VC-Backed IPOs Trading Below Cash

Ok, so we all know it’s an awful public market for growth technology and biotech companies. But the full force of just how awful didn’t quite hit home until this morning, when I repeated an exercise last performed as a tech reporter during the dotcom crash: Checking to see how many VC-backed companies that went public in the last two years are now trading below cash value. The answer: Lots.I just got through the B’s in my alphabetical order scan, and came up with three:

Authentec is profitable, has $62 million in cash, no debt, and a $42 million market cap, according to Yahoo Finance, which uses last quarterly figures.

Bioform Medical has $50 million in cash, $86,000 in debt, and a market cap of $37 million

Biodel has $92 million cash on hand, no debt, and a $58 million market cap.

Skipping down to the Gs I found perhaps the most dramatic crash-and-burn, Glu Mobile. Shares in the company, which peaked in July 2007 at over $14, now trades at a quarter each. The company’s got $21 million cash and a market cap around $7 million.

Last time I wrote about stocks trading below cash, sometime around 2001, I talked to a bunch of analysts who basically said the same thing: Buying below cash value should be a great deal, unless that cash stash is going in the wrong direction.

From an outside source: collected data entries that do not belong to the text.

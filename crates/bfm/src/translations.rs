//! Static string translations keyed by language and text id
//!
//! Used only by the greeting flow; command output stays untranslated.

use thiserror::Error;

/// Lookup failure in the translation table.
#[derive(Debug, Clone, PartialEq, Eq, Error)]
pub enum TranslationError {
    /// No table exists for the requested language
    #[error("Language not found: {0}")]
    LanguageNotFound(String),
    /// The language exists but has no entry for the text id
    #[error("Text not found: {0}")]
    TextNotFound(String),
}

/// Two-level table: language -> (text id -> translated text).
static TRANSLATIONS: &[(&str, &[(&str, &str)])] = &[
    (
        "en",
        &[
            ("hello", "Hello"),
            ("langChosen", "You have chosen English."),
        ],
    ),
    (
        "es",
        &[("hello", "Hola"), ("langChosen", "Has elegido Español.")],
    ),
];

/// Look up the translation of `text_id` in `language`.
pub fn translated_string(
    language: &str,
    text_id: &str,
) -> Result<&'static str, TranslationError> {
    let entries = TRANSLATIONS
        .iter()
        .find(|(lang, _)| *lang == language)
        .map(|(_, entries)| *entries)
        .ok_or_else(|| TranslationError::LanguageNotFound(language.to_string()))?;

    entries
        .iter()
        .find(|(key, _)| *key == text_id)
        .map(|(_, text)| *text)
        .ok_or_else(|| TranslationError::TextNotFound(text_id.to_string()))
}
//! BFM CLI - interactive batch file manager shell
//!
//! Binary name: `bfm`

#![deny(clippy::unwrap_used)]
#![deny(clippy::expect_used)]
#![deny(clippy::panic)]

use std::io;

use bfm::{commands, translations};
use bfm_core::Dispatcher;

#[tokio::main]
async fn main() {
    // Initialize tracing subscriber for logging
    tracing_subscriber::fmt()
        .with_env_filter(tracing_subscriber::EnvFilter::from_default_env())
        .with_writer(std::io::stderr)
        .init();

    // The registry is built entirely before any input is read; after this
    // point it is read-only.
    let registry = match commands::build_registry() {
        Ok(registry) => registry,
        Err(err) => {
            eprintln!("Error: {err}");
            std::process::exit(err.exit_code());
        }
    };
    let dispatcher = Dispatcher::new(registry);

    greetings();

    let Some(language) = select_language() else {
        return; // input ended before a language was chosen
    };

    match translations::translated_string(&language, "langChosen") {
        Ok(text) => println!("{text}"),
        Err(err) => println!("{err}"),
    }

    print_usage();
    run_shell(&dispatcher).await;
}

fn greetings() {
    println!("Welcome to the BFM batch file manager!");
    println!("This is a simple program that allows you to copy files in bulk with ease.");
    println!("--------------------");
    println!("¡Bienvenido al gestor de archivos por lotes BFM!");
    println!("Este es un programa simple que te permite copiar archivos en masa con facilidad.");
    println!("--------------------");
    println!("Please type the language you want to use (en/es):");
    println!("Por favor, escribe el idioma que quieres usar (en/es):");
}

/// Read lines until the user picks a supported language.
///
/// Returns `None` on end of input or a read failure.
fn select_language() -> Option<String> {
    let mut line = String::new();
    loop {
        line.clear();
        match io::stdin().read_line(&mut line) {
            Ok(0) => return None,
            Ok(_) => {
                let language = line.trim().to_ascii_lowercase();
                if language == "en" || language == "es" {
                    return Some(language);
                }
                println!("Please type a valid language (en/es):");
                println!("Por favor, escribe un idioma válido (en/es):");
            }
            Err(err) => {
                tracing::warn!(error = %err, "failed to read language selection");
                return None;
            }
        }
    }
}

fn print_usage() {
    println!("Enter a command and its arguments if necessary. To get a list of all commands use the command help.");
    println!("If you want detailed information about a single command you can do as follows:");
    println!("help -command copyAll");
    println!("If you'd like to exit the program, just type exit");
}

/// One command per line until `exit` or end of input. Errors are printed
/// and the loop keeps accepting the next line; nothing here is fatal.
async fn run_shell(dispatcher: &Dispatcher) {
    let mut line = String::new();
    loop {
        line.clear();
        match io::stdin().read_line(&mut line) {
            Ok(0) => break, // end of input ends the shell like `exit` does
            Ok(_) => {
                let input = line.trim_end_matches(['\n', '\r']);
                if input == "exit" {
                    break;
                }
                if let Err(err) = dispatcher.execute(input).await {
                    println!("[Error]: {err}");
                }
            }
            Err(err) => {
                tracing::warn!(error = %err, "failed to read command line");
                break;
            }
        }
    }
}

As it turned out, most of those trading at-or-below cash companies did fizzle out, though a few recovered and gave back great returns. (Ask Jeeves, for example, went from a buck to over $20 after the market hit bottom.)

This time, the downturn means venture investors who held onto stakes in the companies they took public are probably looking at a lot of underwater holdings – yet another reason they’re not exactly clamoring to take new ones public.